Beginning with the line that holds "the same order." in the data below, give again every line through the one that holds "let mut builder", exactly as written.

___ SOURCE DATA

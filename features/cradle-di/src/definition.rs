use std::{fmt, marker::PhantomData, sync::Arc};

use crate::{
    factories::{Arguments, BeanFactory, DynFactory, FactoryAdapter, FnFactory, Prebuilt},
    late::Late,
    scope::Scope,
    types::{BeanKey, DynError, Injectable, Instance, TypeInfo},
};

/// The point at which a dependency is supplied
#[derive(Debug, Clone, Copy, PartialEq, Eq, Hash)]
pub enum InjectionStrategy {
    /// Passed to the constructor, must exist before the bean is allocated
    Constructor,
    /// Handed to a mutator after allocation
    Setter,
    /// Written into a [`Late`] field after allocation
    Field,
}
impl InjectionStrategy {
    pub fn is_constructor(&self) -> bool {
        matches!(self, InjectionStrategy::Constructor)
    }
}

/// How the bean comes into existence
#[derive(Debug, Clone, Copy, PartialEq, Eq)]
pub enum Origin {
    Constructor,
    /// A user supplied factory function
    Factory,
    /// An instance that was created outside the container
    Instance,
}

pub(crate) type Injector = Arc<dyn Fn(&Instance, Instance) -> Result<(), DynError> + Send + Sync>;
pub(crate) type Hook = Arc<dyn Fn(&Instance) -> Result<(), DynError> + Send + Sync>;

/// A reference to another bean
#[derive(Clone)]
pub struct Dependency {
    key: BeanKey,
    strategy: InjectionStrategy,
    /// Writes the dependency into the bean, None for constructor dependencies
    injector: Option<Injector>,
}
impl Dependency {
    pub fn key(&self) -> &BeanKey {
        &self.key
    }

    pub fn strategy(&self) -> InjectionStrategy {
        self.strategy
    }

    pub(crate) fn injector(&self) -> Option<&Injector> {
        self.injector.as_ref()
    }
}
impl fmt::Debug for Dependency {
    fn fmt(&self, f: &mut fmt::Formatter<'_>) -> fmt::Result {
        f.debug_struct("Dependency")
            .field("key", &self.key)
            .field("strategy", &self.strategy)
            .finish()
    }
}

/// Declarative description of how to build a bean
#[derive(Clone)]
pub struct BeanDefinition {
    key: BeanKey,
    dependencies: Vec<Dependency>,
    scope: Scope,
    primary: bool,
    eager: bool,
    origin: Origin,
    factory: Arc<dyn DynFactory>,
    on_init: Option<Hook>,
    on_destroy: Option<Hook>,
}

impl BeanDefinition {
    /// Bean built by a constructor function
    ///
    /// Constructor dependencies are declared with [`BeanDefinitionBuilder::depends_on`]
    /// and read from [`Arguments`] in the same order.
    pub fn constructor<T, F>(constructor: F) -> BeanDefinitionBuilder<T>
    where
        T: Injectable,
        F: Fn(&mut Arguments<'_>) -> Result<T, DynError> + Send + Sync + 'static,
    {
        BeanDefinitionBuilder::new(Origin::Constructor, Arc::new(FnFactory::new(constructor)))
    }

    /// Bean produced by a factory function instead of direct construction
    pub fn factory<T, F>(factory: F) -> BeanDefinitionBuilder<T>
    where
        T: Injectable,
        F: Fn(&mut Arguments<'_>) -> Result<T, DynError> + Send + Sync + 'static,
    {
        BeanDefinitionBuilder::new(Origin::Factory, Arc::new(FnFactory::new(factory)))
    }

    /// Bean produced by a [`BeanFactory`], its declared dependencies become constructor arguments
    pub fn from_factory<F: BeanFactory>(factory: F) -> BeanDefinitionBuilder<F::Provides> {
        let dependencies = F::dependencies();
        let mut builder =
            BeanDefinitionBuilder::new(Origin::Factory, Arc::new(FactoryAdapter(factory)));
        for key in dependencies {
            builder = builder.push(key, InjectionStrategy::Constructor, None);
        }
        builder
    }

    /// An already created instance, always a singleton
    pub fn instance<T: Injectable>(instance: T) -> BeanDefinitionBuilder<T> {
        BeanDefinitionBuilder::new(Origin::Instance, Arc::new(Prebuilt(Instance::new(instance))))
    }

    /// Marks an already built definition as the default of its type
    pub fn mark_primary(mut self) -> Self {
        self.primary = true;
        self
    }

    /// Type erased variant of [`BeanDefinition::instance`]
    pub fn from_instance(instance: Instance, qualifier: Option<&str>) -> BeanDefinition {
        BeanDefinition {
            key: BeanKey::new(instance.info, qualifier),
            dependencies: Vec::new(),
            scope: Scope::Singleton,
            primary: false,
            eager: false,
            origin: Origin::Instance,
            factory: Arc::new(Prebuilt(instance)),
            on_init: None,
            on_destroy: None,
        }
    }

    pub fn key(&self) -> &BeanKey {
        &self.key
    }

    pub fn type_info(&self) -> TypeInfo {
        self.key.type_info
    }

    pub fn qualifier(&self) -> Option<&str> {
        self.key.qualifier()
    }

    pub fn dependencies(&self) -> &[Dependency] {
        &self.dependencies
    }

    /// The declared injection strategy
    ///
    /// Definitions mixing strategies report the first post allocation strategy.
    pub fn strategy(&self) -> InjectionStrategy {
        self.dependencies
            .iter()
            .map(Dependency::strategy)
            .find(|strategy| !strategy.is_constructor())
            .unwrap_or(InjectionStrategy::Constructor)
    }

    pub fn scope(&self) -> Scope {
        self.scope
    }

    pub fn is_primary(&self) -> bool {
        self.primary
    }

    pub fn is_eager(&self) -> bool {
        self.eager
    }

    pub fn origin(&self) -> Origin {
        self.origin
    }

    pub(crate) fn create(&self, args: &mut Arguments<'_>) -> Result<Instance, DynError> {
        self.factory.create(args)
    }

    pub(crate) fn on_init(&self) -> Option<&Hook> {
        self.on_init.as_ref()
    }

    pub(crate) fn on_destroy(&self) -> Option<&Hook> {
        self.on_destroy.as_ref()
    }
}

impl fmt::Debug for BeanDefinition {
    fn fmt(&self, f: &mut fmt::Formatter<'_>) -> fmt::Result {
        f.debug_struct("BeanDefinition")
            .field("key", &self.key)
            .field("scope", &self.scope)
            .field("origin", &self.origin)
            .field("primary", &self.primary)
            .field("dependencies", &self.dependencies)
            .finish()
    }
}

/// Typed builder for a [`BeanDefinition`]
pub struct BeanDefinitionBuilder<T> {
    definition: BeanDefinition,
    _marker: PhantomData<fn() -> T>,
}

impl<T: Injectable> BeanDefinitionBuilder<T> {
    fn new(origin: Origin, factory: Arc<dyn DynFactory>) -> Self {
        let type_info = factory.supplies();
        BeanDefinitionBuilder {
            definition: BeanDefinition {
                key: BeanKey::new(type_info, None),
                dependencies: Vec::new(),
                scope: Scope::Singleton,
                primary: false,
                eager: false,
                origin,
                factory,
                on_init: None,
                on_destroy: None,
            },
            _marker: PhantomData,
        }
    }

    fn push(
        mut self,
        key: BeanKey,
        strategy: InjectionStrategy,
        injector: Option<Injector>,
    ) -> Self {
        self.definition.dependencies.push(Dependency {
            key,
            strategy,
            injector,
        });
        self
    }

    /// Name distinguishing this bean from other beans of the same type
    pub fn qualifier(mut self, qualifier: impl Into<String>) -> Self {
        self.definition.key.qualifier = Some(qualifier.into());
        self
    }

    /// Default choice when a type has several definitions and no qualifier is requested
    pub fn primary(mut self) -> Self {
        self.definition.primary = true;
        self
    }

    pub fn scope(mut self, scope: Scope) -> Self {
        // Pre built instances can not be manufactured again
        if self.definition.origin != Origin::Instance {
            self.definition.scope = scope;
        }
        self
    }

    pub fn singleton(self) -> Self {
        self.scope(Scope::Singleton)
    }

    pub fn prototype(self) -> Self {
        self.scope(Scope::Prototype)
    }

    /// Create the singleton while the container is built instead of on first request
    pub fn eager(mut self) -> Self {
        self.definition.eager = true;
        self
    }

    /// Constructor dependency, read with [`Arguments::next`]
    pub fn depends_on<D: Injectable>(self) -> Self {
        self.push(BeanKey::of::<D>(), InjectionStrategy::Constructor, None)
    }

    pub fn depends_on_qualified<D: Injectable>(self, qualifier: impl Into<String>) -> Self {
        self.push(
            BeanKey::qualified::<D>(qualifier),
            InjectionStrategy::Constructor,
            None,
        )
    }

    /// Setter dependency, the mutator is called once the bean is allocated
    pub fn setter<D, F>(self, setter: F) -> Self
    where
        D: Injectable,
        F: Fn(&T, Arc<D>) -> Result<(), DynError> + Send + Sync + 'static,
    {
        self.setter_with_key(BeanKey::of::<D>(), setter)
    }

    pub fn setter_qualified<D, F>(self, qualifier: impl Into<String>, setter: F) -> Self
    where
        D: Injectable,
        F: Fn(&T, Arc<D>) -> Result<(), DynError> + Send + Sync + 'static,
    {
        self.setter_with_key(BeanKey::qualified::<D>(qualifier), setter)
    }

    fn setter_with_key<D, F>(self, key: BeanKey, setter: F) -> Self
    where
        D: Injectable,
        F: Fn(&T, Arc<D>) -> Result<(), DynError> + Send + Sync + 'static,
    {
        let injector: Injector = Arc::new(move |bean: &Instance, value: Instance| {
            let (bean, value) = downcast_pair::<T, D>(bean, value)?;
            setter(bean, value)
        });
        self.push(key, InjectionStrategy::Setter, Some(injector))
    }

    /// Field dependency, the container writes the [`Late`] slot once the bean is allocated
    pub fn field<D, F>(self, field: F) -> Self
    where
        D: Injectable,
        F: Fn(&T) -> &Late<D> + Send + Sync + 'static,
    {
        self.field_with_key(BeanKey::of::<D>(), field)
    }

    pub fn field_qualified<D, F>(self, qualifier: impl Into<String>, field: F) -> Self
    where
        D: Injectable,
        F: Fn(&T) -> &Late<D> + Send + Sync + 'static,
    {
        self.field_with_key(BeanKey::qualified::<D>(qualifier), field)
    }

    fn field_with_key<D, F>(self, key: BeanKey, field: F) -> Self
    where
        D: Injectable,
        F: Fn(&T) -> &Late<D> + Send + Sync + 'static,
    {
        let injector: Injector = Arc::new(move |bean: &Instance, value: Instance| {
            let (bean, value) = downcast_pair::<T, D>(bean, value)?;
            field(bean).set(value)?;
            Ok(())
        });
        self.push(key, InjectionStrategy::Field, Some(injector))
    }

    /// Runs once the bean is fully wired
    pub fn on_init<F>(mut self, hook: F) -> Self
    where
        F: Fn(&T) -> Result<(), DynError> + Send + Sync + 'static,
    {
        self.definition.on_init = Some(erase_hook(hook));
        self
    }

    /// Runs on container shutdown, singletons only
    pub fn on_destroy<F>(mut self, hook: F) -> Self
    where
        F: Fn(&T) -> Result<(), DynError> + Send + Sync + 'static,
    {
        self.definition.on_destroy = Some(erase_hook(hook));
        self
    }

    pub fn build(self) -> BeanDefinition {
        self.definition
    }
}

impl<T: Injectable> From<BeanDefinitionBuilder<T>> for BeanDefinition {
    fn from(builder: BeanDefinitionBuilder<T>) -> Self {
        builder.build()
    }
}

#[derive(thiserror::Error, Debug)]
#[error("Expected an instance of '{expected}' but got '{actual}'")]
struct InjectionTypeMismatch {
    expected: &'static str,
    actual: &'static str,
}

fn downcast_pair<T: Injectable, D: Injectable>(
    bean: &Instance,
    value: Instance,
) -> Result<(&T, Arc<D>), InjectionTypeMismatch> {
    let bean = bean
        .downcast_ref::<T>()
        .map_err(|actual| InjectionTypeMismatch {
            expected: std::any::type_name::<T>(),
            actual,
        })?;
    let value = value
        .downcast::<D>()
        .map_err(|actual| InjectionTypeMismatch {
            expected: std::any::type_name::<D>(),
            actual,
        })?;
    Ok((bean, value))
}

fn erase_hook<T, F>(hook: F) -> Hook
where
    T: Injectable,
    F: Fn(&T) -> Result<(), DynError> + Send + Sync + 'static,
{
    Arc::new(move |bean: &Instance| {
        let bean = bean
            .downcast_ref::<T>()
            .map_err(|actual| InjectionTypeMismatch {
                expected: std::any::type_name::<T>(),
                actual,
            })?;
        hook(bean)
    })
}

______

WRITTEN SOLUTION.
    /// and read from [`Arguments`] in the same order.
    pub fn constructor<T, F>(constructor: F) -> BeanDefinitionBuilder<T>
    where
        T: Injectable,
        F: Fn(&mut Arguments<'_>) -> Result<T, DynError> + Send + Sync + 'static,
    {
        BeanDefinitionBuilder::new(Origin::Constructor, Arc::new(FnFactory::new(constructor)))
    }

    /// Bean produced by a factory function instead of direct construction
    pub fn factory<T, F>(factory: F) -> BeanDefinitionBuilder<T>
    where
        T: Injectable,
        F: Fn(&mut Arguments<'_>) -> Result<T, DynError> + Send + Sync + 'static,
    {
        BeanDefinitionBuilder::new(Origin::Factory, Arc::new(FnFactory::new(factory)))
    }

    /// Bean produced by a [`BeanFactory`], its declared dependencies become constructor arguments
    pub fn from_factory<F: BeanFactory>(factory: F) -> BeanDefinitionBuilder<F::Provides> {
        let dependencies = F::dependencies();
        let mut builder =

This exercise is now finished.